In The Shadow of 10,000 Hills by Jennifer Haupt
My rating: 5 of 5 stars
”After her family was murdered, she didn’t speak for a month Maman tells her, although it felt longer. She stayed in her bedroom, listening to the rustle of the pines in the forest that seemed to cry for her; the fear had drained her of tears. Most of the people in her village were dead. It was being alive, not the deaths, that was somehow shocking. Her existence seemed to be an accident of fate, her life spent waiting in this room in Lillian’s home, this room that was not hers. She was paralyzed, for the inevitable correction.”
The inevitable correction, when the universe finally realizes that she is still alive. It doesn’t have to be a boy with a machete and a wild look in his eyes. It could be a Biblical bolt of lightning from the sky, or maybe she just falls down dead as if her life string has been plucked.

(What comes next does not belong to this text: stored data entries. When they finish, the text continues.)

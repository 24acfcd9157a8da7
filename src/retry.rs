//! Retry logic for whole-run failures.
//!
//! The pipeline is re-run from scratch on transient faults; there is no
//! checkpointing or partial-result salvage. Permanent faults (bad URL,
//! unsupported sport) short-circuit instead of looping.

use std::future::Future;
use std::time::Duration;
use tokio::time::sleep;
use tracing::{debug, warn};

use crate::config::RetryProfile;

/// Configuration for retry behavior
#[derive(Debug, Clone)]
pub struct RetryConfig {
    /// Maximum number of retry attempts
    pub max_retries: u32,
    /// Initial delay between retries
    pub initial_delay: Duration,
    /// Maximum delay between retries
    pub max_delay: Duration,
    /// Multiplier for exponential backoff
    pub multiplier: f64,
}

impl Default for RetryConfig {
    fn default() -> Self {
        Self {
            max_retries: 3,
            initial_delay: Duration::from_millis(100),
            max_delay: Duration::from_secs(10),
            multiplier: 2.0,
        }
    }
}

impl RetryConfig {
    /// Fixed-delay profile, the cadence the listing scraper runs on.
    pub fn fixed(delay: Duration, max_retries: u32) -> Self {
        Self {
            max_retries,
            initial_delay: delay,
            max_delay: delay,
            multiplier: 1.0,
        }
    }

    /// Calculate delay for a given attempt
    fn delay_for_attempt(&self, attempt: u32) -> Duration {
        let delay_ms = self.initial_delay.as_millis() as f64 * self.multiplier.powi(attempt as i32);
        let delay = Duration::from_millis(delay_ms as u64);
        delay.min(self.max_delay)
    }
}

impl From<&RetryProfile> for RetryConfig {
    fn from(profile: &RetryProfile) -> Self {
        RetryConfig::fixed(Duration::from_secs(profile.delay_secs), profile.max_retries)
    }
}

/// Retry an async operation, but only while `should_retry` holds for the
/// error. A permanent error is returned immediately.
pub async fn retry_if<T, E, F, Fut, P>(
    config: &RetryConfig,
    operation_name: &str,
    mut operation: F,
    should_retry: P,
) -> Result<T, E>
where
    F: FnMut() -> Fut,
    Fut: Future<Output = Result<T, E>>,
    E: std::fmt::Display,
    P: Fn(&E) -> bool,
{
    let mut last_error: Option<E> = None;

    for attempt in 0..=config.max_retries {
        match operation().await {
            Ok(result) => {
                if attempt > 0 {
                    debug!("{} succeeded after {} retries", operation_name, attempt);
                }
                return Ok(result);
            }
            Err(e) => {
                if !should_retry(&e) {
                    warn!("{} failed permanently: {}", operation_name, e);
                    return Err(e);
                }
                if attempt < config.max_retries {
                    let delay = config.delay_for_attempt(attempt);
                    warn!(
                        "{} failed (attempt {}/{}): {}. Retrying in {:?}...",
                        operation_name,
                        attempt + 1,
                        config.max_retries + 1,
                        e,
                        delay
                    );
                    sleep(delay).await;
                }
                last_error = Some(e);
            }
        }
    }

    Err(last_error.unwrap())
}

/// Retry an async operation, treating every error as transient.
pub async fn retry<T, E, F, Fut>(
    config: &RetryConfig,
    operation_name: &str,
    operation: F,
) -> Result<T, E>
where
    F: FnMut() -> Fut,
    Fut: Future<Output = Result<T, E>>,
    E: std::fmt::Display,
{
    retry_if(config, operation_name, operation, |_| true).await
}
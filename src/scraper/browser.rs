//! Headless Chrome session using chromiumoxide.

use std::sync::Arc;

use chromiumoxide::browser::{Browser, BrowserConfig};
use chromiumoxide::element::Element;
use chromiumoxide::page::Page;
use futures::StreamExt;
use tracing::debug;

use crate::config::SessionConfig;
use crate::error::SessionError;
use crate::scraper::session::DomSession;

/// Live browser session: one launched Chrome instance driving one page.
pub struct ChromeSession {
    browser: Browser,
    page: Page,
    handle: tokio::task::JoinHandle<()>,
}

fn backend(e: impl ToString) -> SessionError {
    SessionError::Backend(e.to_string())
}

fn default_chrome_path() -> &'static str {
    if cfg!(target_os = "macos") {
        "/Applications/Google Chrome.app/Contents/MacOS/Google Chrome"
    } else if cfg!(target_os = "windows") {
        "C:\\Program Files\\Google\\Chrome\\Application\\chrome.exe"
    } else {
        "google-chrome"
    }
}

impl ChromeSession {
    /// Launch a new headless browser instance with a blank page.
    pub async fn launch(config: &SessionConfig) -> Result<Self, SessionError> {
        let chrome_path = config
            .chrome_path
            .clone()
            .unwrap_or_else(|| default_chrome_path().to_string());

        let browser_config = BrowserConfig::builder()
            .chrome_executable(chrome_path)
            .no_sandbox()
            .disable_default_args()
            .arg("--headless=new")
            .arg("--disable-gpu")
            .arg("--disable-dev-shm-usage")
            .arg("--disable-software-rasterizer")
            .arg("--no-first-run")
            .arg("--no-default-browser-check")
            .arg("--disable-extensions")
            .arg("--disable-background-networking")
            .arg("--disable-sync")
            .arg("--disable-translate")
            .arg("--mute-audio")
            .window_size(1920, 1080)
            .build()
            .map_err(backend)?;

        let (browser, mut handler) = Browser::launch(browser_config).await.map_err(backend)?;

        // Handler task must keep running for the browser to work.
        let handle = tokio::spawn(async move {
            loop {
                match handler.next().await {
                    Some(Ok(_)) => continue,
                    Some(Err(_)) => continue,
                    None => break,
                }
            }
        });

        let page = browser.new_page("about:blank").await.map_err(backend)?;
        debug!("browser session launched");

        Ok(Self {
            browser,
            page,
            handle,
        })
    }
}

impl DomSession for ChromeSession {
    type Node = Arc<Element>;

    async fn navigate(&self, url: &str) -> Result<(), SessionError> {
        let nav_err = |e: chromiumoxide::error::CdpError| SessionError::Navigation {
            url: url.to_string(),
            reason: e.to_string(),
        };
        self.page.goto(url).await.map_err(nav_err)?;
        self.page.wait_for_navigation().await.map_err(nav_err)?;
        Ok(())
    }

    async fn evaluate(&self, script: &str) -> Result<(), SessionError> {
        self.page.evaluate(script).await.map_err(backend)?;
        Ok(())
    }

    async fn content_size(&self) -> Result<u64, SessionError> {
        self.page
            .evaluate("document.body.scrollHeight")
            .await
            .map_err(backend)?
            .into_value::<u64>()
            .map_err(backend)
    }

    async fn query(&self, selector: &str) -> Result<Option<Self::Node>, SessionError> {
        // querySelector misses surface as errors in the CDP layer; an
        // absent element is a None, not a fault.
        Ok(self.page.find_element(selector).await.ok().map(Arc::new))
    }

    async fn query_in(
        &self,
        node: &Self::Node,
        selector: &str,
    ) -> Result<Option<Self::Node>, SessionError> {
        Ok(node.find_element(selector).await.ok().map(Arc::new))
    }

    async fn query_all_in(
        &self,
        node: &Self::Node,
        selector: &str,
    ) -> Result<Vec<Self::Node>, SessionError> {
        // Unlike querySelector, querySelectorAll reports "no matches" as
        // an empty list; an Err here is a real session fault and must
        // abort the run rather than read as an empty node.
        let elements = node.find_elements(selector).await.map_err(backend)?;
        Ok(elements.into_iter().map(Arc::new).collect())
    }

    async fn read_text(&self, node: &Self::Node) -> Result<String, SessionError> {
        let text = node.inner_text().await.map_err(backend)?;
        Ok(text.unwrap_or_default())
    }

    async fn close(mut self) -> Result<(), SessionError> {
        let _ = self.page.clone().close().await;
        let _ = self.browser.close().await;
        self.handle.abort();
        Ok(())
    }
}
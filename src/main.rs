use anyhow::Context;
use chrono::Local;
use clap::Parser;
use tracing_subscriber::EnvFilter;

use matchscan::cli::Cli;
use matchscan::config::AppConfig;
use matchscan::error::ScrapeError;
use matchscan::render;
use matchscan::resolver;
use matchscan::retry::{self, RetryConfig};
use matchscan::scraper::{self, Mode};
use matchscan::sports::Sport;

#[tokio::main]
async fn main() -> anyhow::Result<()> {
    let cli = Cli::parse();

    let default_filter = if cli.verbose {
        "matchscan=debug"
    } else {
        "matchscan=info"
    };
    tracing_subscriber::fmt()
        .with_env_filter(
            EnvFilter::try_from_default_env().unwrap_or_else(|_| EnvFilter::new(default_filter)),
        )
        .with_writer(std::io::stderr)
        .init();

    let config = AppConfig::load()?;
    let mode = if cli.parallel {
        Mode::Parallel
    } else {
        Mode::Sequential
    };

    let extraction = if let Some(path) = &cli.from_file {
        let html = std::fs::read_to_string(path)
            .with_context(|| format!("reading {}", path.display()))?;
        let sport = cli.sport.context("--sport is required with --from-file")?;
        let date = cli.date.unwrap_or_else(|| Local::now().date_naive());
        scraper::scrape_static(&html, sport, date, &config, mode).await?
    } else {
        let url = match cli.url {
            Some(url) => url,
            None => resolver::listing_url(
                cli.sport.unwrap_or(Sport::Football),
                cli.date.unwrap_or_else(|| Local::now().date_naive()),
            ),
        };
        let retry_config = RetryConfig::from(&config.retry);
        retry::retry_if(
            &retry_config,
            "scrape listing",
            || scraper::scrape_listing(&url, &config, mode),
            ScrapeError::is_retryable,
        )
        .await?
    };

    if cli.json {
        println!("{}", serde_json::to_string_pretty(&extraction)?);
    } else {
        print!("{}", render::render(&extraction));
    }

    Ok(())
}
//! Capability and capacity propagation between neighbor cells

use std::sync::atomic::{AtomicBool, Ordering};
use std::sync::Arc;
use std::time::Duration;

use tokio::sync::watch;
use tokio::time::MissedTickBehavior;
use tracing::{debug, info, instrument, warn};

use crate::address::CellPath;
use crate::message::CellMessage;
use crate::router::Router;
use crate::topology::TopologyStore;

/// Pushes this cell's metrics to its parents and pulls its children's
pub struct PropagationLoop {
    topology: Arc<dyn TopologyStore>,
    router: Router,
    initial_pull_done: AtomicBool,
}

impl PropagationLoop {
    pub fn new(topology: Arc<dyn TopologyStore>, router: Router) -> Self {
        Self {
            topology,
            router,
            initial_pull_done: AtomicBool::new(false),
        }
    }

    /// Whether [`PropagationLoop::on_start`] has run
    pub fn initial_pull_done(&self) -> bool {
        self.initial_pull_done.load(Ordering::Acquire)
    }

    /// Ask children for fresh metrics, or, at a leaf, push ours up right away
    #[instrument(skip(self))]
    pub async fn on_start(&self) {
        let children = self.topology.child_cells();
        if children.is_empty() {
            debug!("No child cells, updating parents immediately");
            self.update_parents().await;
        } else {
            for child in &children {
                self.cast(child, CellMessage::RequestCapabilities).await;
                self.cast(child, CellMessage::RequestCapacities).await;
            }
            info!(children = children.len(), "Asked child cells for capabilities and capacities");
        }
        self.initial_pull_done.store(true, Ordering::Release);
    }

    /// Push our capabilities and capacities to every parent
    pub async fn update_parents(&self) {
        let parents = self.topology.parent_cells();
        if parents.is_empty() {
            return;
        }
        let capabilities = self.topology.our_capabilities();
        let capacities = self.topology.our_capacities();
        for parent in &parents {
            self.cast(
                parent,
                CellMessage::AnnounceCapabilities {
                    capabilities: capabilities.clone(),
                },
            )
            .await;
            self.cast(
                parent,
                CellMessage::AnnounceCapacities {
                    capacities: capacities.clone(),
                },
            )
            .await;
        }
        debug!(parents = parents.len(), "Told parents our capabilities and capacities");
    }

    /// Act on a propagation message from a neighbor: record a child's
    /// announcement, or answer a parent's request by pushing ours up.
    ///
    /// Returns false for messages that are not about propagation.
    pub async fn receive(&self, origin: &CellPath, message: &CellMessage) -> bool {
        match message {
            CellMessage::RequestCapabilities | CellMessage::RequestCapacities => {
                debug!(origin = %origin, method = message.method(), "Parent asked for an update");
                self.update_parents().await;
                true
            }
            _ => apply_announcement(self.topology.as_ref(), origin, message),
        }
    }

    async fn cast(&self, cell: &CellPath, message: CellMessage) {
        let method = message.method();
        if let Err(e) = self.router.cast(cell, message).await {
            warn!(cell = %cell, method, error = %e, "Propagation message not delivered");
        }
    }

    /// Push to parents every `period` until `shutdown` flips to true
    pub async fn run(self: Arc<Self>, period: Duration, mut shutdown: watch::Receiver<bool>) {
        let mut interval = tokio::time::interval(period);
        interval.set_missed_tick_behavior(MissedTickBehavior::Delay);
        // startup already pushed or pulled, skip the immediate tick
        interval.tick().await;
        info!(period_secs = period.as_secs(), "Starting parent update loop");

        loop {
            tokio::select! {
                _ = interval.tick() => {
                    self.update_parents().await;
                }
                changed = shutdown.changed() => {
                    if changed.is_err() || *shutdown.borrow() {
                        break;
                    }
                }
            }
        }

        info!("Parent update loop stopped");
    }
}

/// Store a child's announced capabilities or capacities in `topology`.
///
/// Announcements from cells that are not children of this one are ignored.
/// Returns false when `message` is not an announcement.
pub fn apply_announcement(topology: &dyn TopologyStore, origin: &CellPath, message: &CellMessage) -> bool {
    let is_child = || topology.child_cells().contains(origin);
    match message {
        CellMessage::AnnounceCapabilities { capabilities } => {
            if is_child() {
                topology.update_cell_capabilities(origin, capabilities.clone());
            } else {
                warn!(origin = %origin, "Ignoring capabilities from a cell that is not a child");
            }
            true
        }
        CellMessage::AnnounceCapacities { capacities } => {
            if is_child() {
                topology.update_cell_capacities(origin, capacities.clone());
            } else {
                warn!(origin = %origin, "Ignoring capacities from a cell that is not a child");
            }
            true
        }
        _ => false,
    }
}

#[cfg(test)]
mod tests {
    use super::*;
    use crate::envelope::ResultEnvelope;
    use crate::error::Result;
    use crate::message::Direction;
    use crate::topology::{CellTree, TreeTopology};
    use crate::transport::Transport;
    use async_trait::async_trait;
    use parking_lot::{Mutex, RwLock};
    use serde_json::json;

    fn path(text: &str) -> CellPath {
        CellPath::parse(text).unwrap()
    }

    #[derive(Default)]
    struct RecordingTransport {
        targeted: Mutex<Vec<(CellPath, CellMessage)>>,
    }

    #[async_trait]
    impl Transport for RecordingTransport {
        async fn send_targeted(
            &self,
            cell: &CellPath,
            message: CellMessage,
            _call: bool,
            _timeout: Option<Duration>,
        ) -> Result<ResultEnvelope> {
            self.targeted.lock().push((cell.clone(), message));
            Ok(ResultEnvelope::ok(cell.clone(), json!(null)))
        }

        async fn send_broadcast(
            &self,
            _root: Option<&CellPath>,
            _direction: Direction,
            _message: CellMessage,
            _call: bool,
            _timeout: Option<Duration>,
        ) -> Result<Vec<ResultEnvelope>> {
            Ok(vec![])
        }

        async fn start_consumers(&self) -> Result<()> {
            Ok(())
        }
    }

    fn propagation(me: &str) -> (PropagationLoop, Arc<RecordingTransport>, Arc<TreeTopology>) {
        let mut tree = CellTree::new();
        for p in ["api", "api.east", "api.east.rack1"] {
            tree.add_cell(path(p)).unwrap();
        }
        let topology = Arc::new(TreeTopology::new(Arc::new(RwLock::new(tree)), path(me)).unwrap());
        let transport = Arc::new(RecordingTransport::default());
        let lp = PropagationLoop::new(topology.clone(), Router::new(transport.clone(), None));
        (lp, transport, topology)
    }

    #[tokio::test]
    async fn test_start_with_children_pulls() {
        let (lp, transport, _) = propagation("api.east");
        assert!(!lp.initial_pull_done());

        lp.on_start().await;

        let sent = transport.targeted.lock();
        assert_eq!(sent.len(), 2);
        assert!(sent.iter().all(|(cell, _)| *cell == path("api.east.rack1")));
        assert!(matches!(sent[0].1, CellMessage::RequestCapabilities));
        assert!(matches!(sent[1].1, CellMessage::RequestCapacities));
        drop(sent);
        assert!(lp.initial_pull_done());
    }

    #[tokio::test]
    async fn test_start_at_leaf_pushes() {
        let (lp, transport, topology) = propagation("api.east.rack1");
        topology.set_capacities(json!({"ram_free": 512}));

        lp.on_start().await;

        let sent = transport.targeted.lock();
        assert_eq!(sent.len(), 2);
        assert_eq!(sent[0].0, path("api.east"));
        assert!(matches!(sent[0].1, CellMessage::AnnounceCapabilities { .. }));
        match &sent[1].1 {
            CellMessage::AnnounceCapacities { capacities } => {
                assert_eq!(capacities, &json!({"ram_free": 512}));
            }
            other => panic!("unexpected message {other:?}"),
        }
    }

    #[tokio::test]
    async fn test_top_cell_has_no_one_to_tell() {
        let (lp, transport, _) = propagation("api");
        lp.update_parents().await;
        assert!(transport.targeted.lock().is_empty());
    }

    #[tokio::test]
    async fn test_run_pushes_periodically() {
        let (lp, transport, _) = propagation("api.east");
        let (tx, rx) = watch::channel(false);

        let handle = tokio::spawn(Arc::new(lp).run(Duration::from_millis(5), rx));
        tokio::time::sleep(Duration::from_millis(40)).await;
        tx.send(true).unwrap();
        handle.await.unwrap();

        let sent = transport.targeted.lock();
        assert!(sent.len() >= 2);
        assert!(sent.iter().all(|(cell, _)| *cell == path("api")));
    }

    #[tokio::test]
    async fn test_receive_records_child_announcements() {
        let (lp, _, topology) = propagation("api.east");
        topology.set_capacities(json!({"ram_free": 10}));

        let rack = path("api.east.rack1");
        assert!(lp.receive(&rack, &CellMessage::AnnounceCapacities { capacities: json!({"ram_free": 5}) }).await);
        assert!(lp.receive(&rack, &CellMessage::AnnounceCapabilities { capabilities: json!({"gpu": [true]}) }).await);

        assert_eq!(topology.our_capacities(), json!({"ram_free": 15}));
        assert_eq!(topology.our_capabilities(), json!({"gpu": [true]}));
    }

    #[tokio::test]
    async fn test_receive_ignores_announcements_from_strangers() {
        let (lp, _, topology) = propagation("api.east");
        let handled = lp
            .receive(&path("api"), &CellMessage::AnnounceCapacities { capacities: json!({"ram_free": 5}) })
            .await;
        assert!(handled);
        assert_eq!(topology.our_capacities(), json!({}));
    }

    #[tokio::test]
    async fn test_receive_request_pushes_to_parents() {
        let (lp, transport, _) = propagation("api.east");
        assert!(lp.receive(&path("api"), &CellMessage::RequestCapacities).await);
        assert_eq!(transport.targeted.lock().len(), 2);

        assert!(!lp.receive(&path("api"), &CellMessage::ComputeNodeStats).await);
    }
}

It is hard to live when being alive feels like an offense against the natural order. When being alive feels like a mistake, as if the angel of death just missed scooping her off the earth by a fraction of inches. The swoop of the scythe makes a sound of displaced air as it...misses her.
Nobody escapes this life without losses, but for most of us it is a slow trickle spaced out over decades, so the burden grows, and we can adjust to the weight even though we feel whittled down, weaker, exposed, moved up in line to be the next one to be taken. We are the only species on Earth who knows, without a shadow of a doubt, that we will die. As children we are barely aware of that inevitability, but as we age that awareness grows steadily to the point that we have to even start preparing for it.
For Nadine, a lifetime of loss is crunched into two minutes of madness.
During the Rwandan genocide, a million people, most of them of the Tutsi tribe, were massacred in a matter of a 100 days. 10,000 people a day. Rape has always been an unfortunate part of war, but in the Rwandan genocide it was used as an act of war. It was an insidious tactic to instill fear and make sure that even the survivors were left forever scarred.
This story is not about the genocide, but about the ability of people to grieve and find the scattered pieces of themselves so that they can forge a path to a new life. It is the story of three women. I’ve already introduced you to Nadine. Let me give you an idea of the woman Lillian Carlson. She is an activist in the United States. When Martin Luther King Jr. is assassinated, she is disillusioned with her ability to make a difference. She finds that she can make a difference in the lives of orphans in Rwanda. She takes in as many as she can and even more than she should have, but when children have no one she chooses to be their someone.
The third woman is Rachel Shepherd, who is searching for her father. He disappeared when she was a child. With some amateur sleuthing and the benefit of the internet, she traces him to Kwizera, the place of hope built by Lillian in Rwanda. Henry ties these three women together. He knew Lillian in Atlanta and never forgot her. He is the perfect father for Rachel, attentive, fun, and always as interested in her as he is interesting for her. He proves to be the same great substitute father for Nadine when he comes to Rwanda to find Lillian again.
He proves to be an enigma for all three women. He is amazing, and then he just disappears. He is a famous photographer, and maybe, just maybe, he sees things too clearly through the aperture of his camera.
How about this for a snapshot of Kwizera? ”The backyard, if you can call it that, is more of the same, a slash of red dirt and scrubby bushes with some kind of irrigation ditch tricking down the center like a tear. But it’s not totally hopeless. There’s a tall stack of lumber to one side, a rusty green tractor that may or may not work, and an assortment of shovels and rakes splayed on the ground. Two monkeys sit atop the tractor, examining a purple gardening glove. One flicks his tongue at it like a child might test the flavor of a lollipop.”
To some, all they see is desolation in that scene, but for me, all I see is a chance to make paradise.
Jennifer Haupt spent a month in Rwanda interviewing victims of the genocide. She was there as a journalist, but came home with a story that she felt compelled to tell. It is a novel, but like many novels nothing in this book is untrue. We must tell the stories to try to keep the dangerous fallacies of the past from becoming the future. I came away from this book thinking about how life continues after tragedy. I thought about how important it is for survivors to continue to live for those who perished. I thought about how hard it is to find a path when the universe feels so arbitrarily brutal. This book is about finding a place beyond grief and about gathering those around you who need you as much you need them and discovering together a path that will raise you all up together.
I want to thank Jennifer Haupt and Central Avenue Publishing for sending me an advance reading copy in exchange for an honest review.